An aminopeptidase activity from porcine kidney that hydrolyzes oxytocin and vasopressin: purification and partial characterization.

Abstract An aminopeptidase from porcine kidney, hydrolyzing oxytocin and vasopressin in vitro, was purified by chromatography on hydroxyapatite, DEAE-cellulose and nickel ion chelate gel and gel filtration on Sephadex G-100. The enzyme appeared to be a high molecular mass ( M r 105 000) monomeric protein. It was sensitive to inhibition by metal chelator, o -phenanthroline. Cobalt ion and sulfhydryl activator, 2-mercaptoethanol, had activating effects, while p -chloromercuribenzoate, amino acids with large hydrophobic side chains, l -cystine and aminopeptidase inhibitors, bestatin and amastatin, had inhibitory effects on the enzyme activity.
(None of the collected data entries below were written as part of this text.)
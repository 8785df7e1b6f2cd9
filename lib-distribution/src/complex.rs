//! Property-filtered distribution
//!
//! Certificate holders deposit certificates with the distributor through
//! the ledger's receiver hook, naming the property forward they are meant
//! for in the transfer data. The property family's plant then hands out
//! property forwards against those deposits, as long as the family's
//! criteria still hold for the plant that generated the certificates.

use std::collections::HashMap;

use lib_claims::{AuthorizationOracle, CallContext};
use lib_tokens::{
    criteria_hold, token_kind_of, EnergyToken, ForwardFamily, LedgerView, Receipt, TokenError,
    TokenKind, TokenReceiver, TokenResult,
};
use lib_types::{Address, Amount, TokenId};
use tracing::{info, warn};

use crate::errors::{DistributionError, DistributionResult};

#[derive(Debug, Clone)]
pub struct ComplexDistributor {
    address: Address,
    /// (property forward, certificate) -> deposited certificates not yet handed out
    available: HashMap<(TokenId, TokenId), Amount>,
}

impl ComplexDistributor {
    pub fn new(address: Address) -> Self {
        Self {
            address,
            available: HashMap::new(),
        }
    }

    pub fn address(&self) -> Address {
        self.address
    }

    pub fn available(&self, forward: &TokenId, certificate: &TokenId) -> Amount {
        self.available
            .get(&(*forward, *certificate))
            .copied()
            .unwrap_or(0)
    }

    /// Sum of undistributed deposits of `certificate` over all property families
    fn recorded_deposits(&self, certificate: &TokenId) -> DistributionResult<Amount> {
        self.available
            .iter()
            .filter(|((_, cert), _)| cert == certificate)
            .try_fold(0u128, |sum, (_, amount)| {
                sum.checked_add(*amount).ok_or(DistributionError::Overflow)
            })
    }

    fn registered_family<'a>(
        &self,
        ledger: &'a dyn LedgerView,
        forward: &TokenId,
    ) -> DistributionResult<&'a ForwardFamily> {
        match ledger.forward_family(forward) {
            Some(family)
                if family.kind == TokenKind::PropertyForward && family.distributor == self.address =>
            {
                Ok(family)
            }
            _ => Err(DistributionError::NotRegisteredDistributor(*forward)),
        }
    }

    /// Credit a certificate deposit to the property forward named in `data`
    fn accept_deposit(&mut self, ledger: &dyn LedgerView, receipt: &Receipt<'_>) -> DistributionResult<()> {
        if token_kind_of(&receipt.token())? != TokenKind::Certificate {
            return Err(DistributionError::InvalidDepositData(
                "only certificates can be deposited".to_string(),
            ));
        }
        let bytes: [u8; 32] = receipt.data().try_into().map_err(|_| {
            DistributionError::InvalidDepositData(format!(
                "expected a 32-byte property forward id, got {} bytes",
                receipt.data().len()
            ))
        })?;
        let forward = TokenId::new(bytes);

        let family = self.registered_family(ledger, &forward)?;
        let certificate = ledger
            .token_info(&receipt.token())
            .ok_or(TokenError::UnknownToken(receipt.token()))?;
        if certificate.period != family.period {
            return Err(DistributionError::InvalidDepositData(format!(
                "certificate period {} does not match forward period {}",
                certificate.period, family.period
            )));
        }

        let slot = self.available.entry((forward, receipt.token())).or_insert(0);
        *slot = slot.checked_add(receipt.amount()).ok_or(DistributionError::Overflow)?;
        info!(
            "Deposit of {} certificates {:?} for {:?} from {:?}",
            receipt.amount(),
            receipt.token(),
            forward,
            receipt.sender()
        );
        Ok(())
    }

    /// Hand out `amount` property forwards of `forward` to `recipient`,
    /// backed by deposited `certificate`s.
    ///
    /// The caller must be the property family's plant. The recipient needs
    /// a reception approval for this distributor on the property forward id.
    #[allow(clippy::too_many_arguments)]
    pub fn distribute(
        &mut self,
        ledger: &mut EnergyToken,
        oracle: &dyn AuthorizationOracle,
        ctx: &CallContext,
        recipient: Address,
        forward: TokenId,
        certificate: TokenId,
        amount: Amount,
    ) -> DistributionResult<()> {
        let family = self.registered_family(&*ledger, &forward)?;
        if ctx.caller != family.plant {
            return Err(DistributionError::Unauthorized(
                "only the property family's plant may distribute".to_string(),
            ));
        }

        let origin = match ledger.token_info(&certificate) {
            Some(info) if info.kind == TokenKind::Certificate => info.plant,
            _ => return Err(TokenError::UnknownToken(certificate).into()),
        };
        if !criteria_hold(&family.criteria, oracle, &origin, ctx.now) {
            return Err(DistributionError::CriteriaNotMet(origin));
        }

        let available = self.available(&forward, &certificate);
        if amount > available {
            return Err(DistributionError::InsufficientAvailable {
                available,
                requested: amount,
            });
        }

        // Deposits of this certificate across all property families must
        // still be held by the distributor
        let recorded = self.recorded_deposits(&certificate)?;
        let held = ledger.balance_of(&self.address, &certificate);
        if recorded > held {
            warn!(
                "Deposits of {:?} exceed custody: recorded {}, held {}",
                certificate, recorded, held
            );
            return Err(DistributionError::UnbackedDeposits { recorded, held });
        }

        let own = CallContext {
            caller: self.address,
            ..*ctx
        };
        ledger.mint_property_forwards(oracle, &own, forward, recipient, amount)?;

        // Checked above
        self.available.insert((forward, certificate), available - amount);
        info!(
            "Distributed {} property forwards {:?} to {:?} against {:?}",
            amount, forward, recipient, certificate
        );
        Ok(())
    }
}

impl TokenReceiver for ComplexDistributor {
    fn receiver_address(&self) -> Address {
        self.address
    }

    fn on_token_received(&mut self, ledger: &dyn LedgerView, receipt: &Receipt<'_>) -> TokenResult<()> {
        self.accept_deposit(ledger, receipt).map_err(|e| {
            warn!("Rejected deposit of {:?}: {}", receipt.token(), e);
            match e {
                DistributionError::Token(inner) => inner,
                other => TokenError::ReceiverRejected(other.to_string()),
            }
        })
    }
}
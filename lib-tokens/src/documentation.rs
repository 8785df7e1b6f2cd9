//! Energy Documentation
//!
//! Measured generation and consumption per (plant, balance period). Only the
//! metering authority named in the plant's `METERING` claim may write, and
//! only through a relayed call. Writes overwrite the previous figure.

use std::collections::HashMap;

use lib_claims::{claim_address, claim_u128, fields, AuthorizationOracle, CallContext, ClaimTopic};
use lib_types::{Address, Amount, BalancePeriod, Timestamp};
use serde::{Deserialize, Serialize};
use tracing::info;

use crate::errors::{TokenError, TokenResult};
use crate::events::LedgerEvent;
use crate::ledger::EnergyToken;

#[derive(Debug, Clone, Copy, PartialEq, Eq, Hash, Serialize, Deserialize)]
pub enum EnergyDirection {
    Generation,
    Consumption,
}

impl EnergyDirection {
    /// Claim and field holding the plant's capacity in watts
    fn capacity_claim(&self) -> (ClaimTopic, &'static str) {
        match self {
            EnergyDirection::Generation => (ClaimTopic::MAX_POWER_GENERATION, fields::MAX_GENERATION),
            EnergyDirection::Consumption => {
                (ClaimTopic::MAX_POWER_CONSUMPTION, fields::MAX_CONSUMPTION)
            }
        }
    }
}

/// Latest authoritative figure
#[derive(Debug, Clone, Copy, PartialEq, Eq, Serialize, Deserialize)]
pub struct EnergyDocumentation {
    pub value: Amount,
    /// Metering authority that wrote the value
    pub authority: Address,
    pub documented_at: Timestamp,
}

#[derive(Debug, Clone, Default)]
pub struct DocumentationStore {
    records: HashMap<(Address, BalancePeriod, EnergyDirection), EnergyDocumentation>,
}

impl DocumentationStore {
    pub fn get(
        &self,
        plant: &Address,
        period: BalancePeriod,
        direction: EnergyDirection,
    ) -> Option<&EnergyDocumentation> {
        self.records.get(&(*plant, period, direction))
    }

    pub fn put(
        &mut self,
        plant: Address,
        period: BalancePeriod,
        direction: EnergyDirection,
        record: EnergyDocumentation,
    ) {
        self.records.insert((plant, period, direction), record);
    }
}

impl EnergyToken {
    /// Record measured generation. Requires a forward family for (plant, period).
    pub fn add_measured_energy_generation(
        &mut self,
        oracle: &dyn AuthorizationOracle,
        ctx: &CallContext,
        plant: Address,
        value: Amount,
        period: BalancePeriod,
    ) -> TokenResult<()> {
        self.document(oracle, ctx, plant, value, period, EnergyDirection::Generation)
    }

    pub fn add_measured_energy_consumption(
        &mut self,
        oracle: &dyn AuthorizationOracle,
        ctx: &CallContext,
        plant: Address,
        value: Amount,
        period: BalancePeriod,
    ) -> TokenResult<()> {
        self.document(oracle, ctx, plant, value, period, EnergyDirection::Consumption)
    }

    fn document(
        &mut self,
        oracle: &dyn AuthorizationOracle,
        ctx: &CallContext,
        plant: Address,
        value: Amount,
        period: BalancePeriod,
        direction: EnergyDirection,
    ) -> TokenResult<()> {
        let now = ctx.now;

        // Authority: relayed call by the identity named in the METERING claim
        let authority = claim_address(oracle, &plant, ClaimTopic::METERING, fields::METERING_AUTHORITY, now)
            .ok_or(TokenError::MissingClaim {
                subject: plant,
                topic: ClaimTopic::METERING,
            })?;
        if !ctx.is_relayed()
            || ctx.caller != authority
            || !oracle.has_claim(&ctx.caller, ClaimTopic::IS_METERING_AUTHORITY, now)
        {
            return Err(TokenError::Unauthorized(format!(
                "{:?} is not the metering authority of {:?}",
                ctx.caller, plant
            )));
        }

        // Time window
        let clock = &self.config().balance_period;
        if !clock.is_period_start(period) || now < period {
            return Err(TokenError::InvalidBalancePeriod(period));
        }
        let closed_at = clock
            .period_end(period)
            .saturating_add(self.config().documentation_window_secs);
        if now >= closed_at {
            return Err(TokenError::DocumentationWindowClosed { period, closed_at });
        }

        // Capacity cap
        let (topic, field) = direction.capacity_claim();
        let capacity = claim_u128(oracle, &plant, topic, field, now).ok_or(TokenError::MissingClaim {
            subject: plant,
            topic,
        })?;
        let cap = self.config().energy_cap(capacity).ok_or(TokenError::Overflow)?;
        if value > cap {
            return Err(TokenError::CapacityExceeded { value, cap });
        }

        self.transact(|state, _| {
            if direction == EnergyDirection::Generation
                && !state
                    .families
                    .values()
                    .any(|family| family.plant == plant && family.period == period)
            {
                return Err(TokenError::NoForwardsForPeriod { plant, period });
            }

            state.documentation.put(
                plant,
                period,
                direction,
                EnergyDocumentation {
                    value,
                    authority,
                    documented_at: now,
                },
            );
            state.emit(LedgerEvent::EnergyDocumented {
                plant,
                period,
                direction,
                value,
                authority,
            });
            Ok(())
        })?;

        info!(
            "Documented {:?} {} for plant {:?} period {} by {:?}",
            direction, value, plant, period, authority
        );
        Ok(())
    }
}
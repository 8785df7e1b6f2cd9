//! Property Criteria
//!
//! A property forward family is gated by an ordered list of predicates over
//! a plant's live claim values: `(topic, field_name, operator, value)`.
//!
//! The criteria hash is part of the family's token id, so two lists that
//! differ in any element or in order give different families.

use std::cmp::Ordering;
use std::fmt;

use lib_claims::{claim_field, AuthorizationOracle, ClaimTopic};
use lib_types::{Address, Timestamp};
use serde::{Deserialize, Serialize};
use serde_json::Value;

const CRITERIA_HASH_DOMAIN: &[u8] = b"ENERGY_CRITERIA_V1";

/// Comparison between a claim field and the expected value
#[derive(Debug, Clone, Copy, PartialEq, Eq, Hash, Serialize, Deserialize)]
#[serde(rename_all = "lowercase")]
pub enum CriterionOperator {
    Eq,
    Lt,
    Gt,
    Le,
    Ge,
}

impl CriterionOperator {
    pub const fn code(&self) -> u8 {
        match self {
            CriterionOperator::Eq => 0,
            CriterionOperator::Lt => 1,
            CriterionOperator::Gt => 2,
            CriterionOperator::Le => 3,
            CriterionOperator::Ge => 4,
        }
    }

    fn accepts(&self, ordering: Ordering) -> bool {
        match self {
            CriterionOperator::Eq => ordering == Ordering::Equal,
            CriterionOperator::Lt => ordering == Ordering::Less,
            CriterionOperator::Gt => ordering == Ordering::Greater,
            CriterionOperator::Le => ordering != Ordering::Greater,
            CriterionOperator::Ge => ordering != Ordering::Less,
        }
    }
}

impl fmt::Display for CriterionOperator {
    fn fmt(&self, f: &mut fmt::Formatter<'_>) -> fmt::Result {
        let symbol = match self {
            CriterionOperator::Eq => "==",
            CriterionOperator::Lt => "<",
            CriterionOperator::Gt => ">",
            CriterionOperator::Le => "<=",
            CriterionOperator::Ge => ">=",
        };
        f.write_str(symbol)
    }
}

/// One predicate over a claim field
#[derive(Debug, Clone, PartialEq, Eq, Hash, Serialize, Deserialize)]
pub struct Criterion {
    pub topic: ClaimTopic,
    pub field_name: String,
    pub operator: CriterionOperator,
    pub value: String,
}

impl Criterion {
    pub fn new(
        topic: ClaimTopic,
        field_name: impl Into<String>,
        operator: CriterionOperator,
        value: impl Into<String>,
    ) -> Self {
        Self {
            topic,
            field_name: field_name.into(),
            operator,
            value: value.into(),
        }
    }

    /// Evaluate against the subject's claims valid at `now`.
    ///
    /// Both sides are compared as integers when both parse as integers;
    /// otherwise only `Eq` can hold, as an exact string match. A missing
    /// claim or field never satisfies a criterion.
    pub fn holds_for(
        &self,
        oracle: &dyn AuthorizationOracle,
        subject: &Address,
        now: Timestamp,
    ) -> bool {
        let Some(actual) = claim_field(oracle, subject, self.topic, &self.field_name, now) else {
            return false;
        };
        let actual = match actual {
            Value::String(s) => s,
            Value::Number(n) => n.to_string(),
            Value::Bool(b) => b.to_string(),
            _ => return false,
        };

        match (actual.trim().parse::<i128>(), self.value.trim().parse::<i128>()) {
            (Ok(lhs), Ok(rhs)) => self.operator.accepts(lhs.cmp(&rhs)),
            _ => self.operator == CriterionOperator::Eq && actual == self.value,
        }
    }
}

impl fmt::Display for Criterion {
    fn fmt(&self, f: &mut fmt::Formatter<'_>) -> fmt::Result {
        write!(
            f,
            "{}.{} {} {}",
            self.topic, self.field_name, self.operator, self.value
        )
    }
}

/// Whether every criterion holds for `subject`
pub fn criteria_hold(
    criteria: &[Criterion],
    oracle: &dyn AuthorizationOracle,
    subject: &Address,
    now: Timestamp,
) -> bool {
    criteria.iter().all(|c| c.holds_for(oracle, subject, now))
}

/// Order-sensitive hash of a criteria list
pub fn get_criteria_hash(criteria: &[Criterion]) -> [u8; 32] {
    let mut hasher = blake3::Hasher::new();
    hasher.update(CRITERIA_HASH_DOMAIN);
    hasher.update(&(criteria.len() as u64).to_be_bytes());
    for criterion in criteria {
        hasher.update(&criterion.topic.id().to_be_bytes());
        hasher.update(&(criterion.field_name.len() as u64).to_be_bytes());
        hasher.update(criterion.field_name.as_bytes());
        hasher.update(&[criterion.operator.code()]);
        hasher.update(&(criterion.value.len() as u64).to_be_bytes());
        hasher.update(criterion.value.as_bytes());
    }
    *hasher.finalize().as_bytes()
}
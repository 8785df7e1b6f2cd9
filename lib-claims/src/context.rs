//! Call context
//!
//! Every state-changing ledger call receives an immutable `CallContext`.
//! The caller is derived from the context, never from user parameters.

use lib_types::{Address, Timestamp};
use serde::{Deserialize, Serialize};

/// Who is calling, on whose signature, and when
#[derive(Debug, Clone, Copy, PartialEq, Eq, Serialize, Deserialize)]
pub struct CallContext {
    /// Effective caller: the signer for direct calls, or the last identity
    /// of an act-as relay chain
    pub caller: Address,
    /// Key that signed the outer call
    pub origin: Address,
    /// Block timestamp
    pub now: Timestamp,
    /// Number of identities the call was relayed through (0 = direct)
    pub hops: u8,
}

impl CallContext {
    /// Context for a call made directly by `signer`
    pub fn direct(signer: Address, now: Timestamp) -> Self {
        Self {
            caller: signer,
            origin: signer,
            now,
            hops: 0,
        }
    }

    pub fn is_relayed(&self) -> bool {
        self.hops > 0
    }

    /// Same caller at a different time
    pub fn at(&self, now: Timestamp) -> Self {
        Self { now, ..*self }
    }
}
The enzyme hydrolyzed several aminoacyl p -nitroanilides, and had the highest specificity against S- benzyl- l -cysteine p -nitroanilide. The properties of the enzyme were distinct from those of well-characterized leucyl aminopeptidase (EC 3.4.11.1), membrane alanyl aminopeptidase (EC 3.4.11.2) and primate placental cystinyl aminopeptidase (EC 3.4.11.3).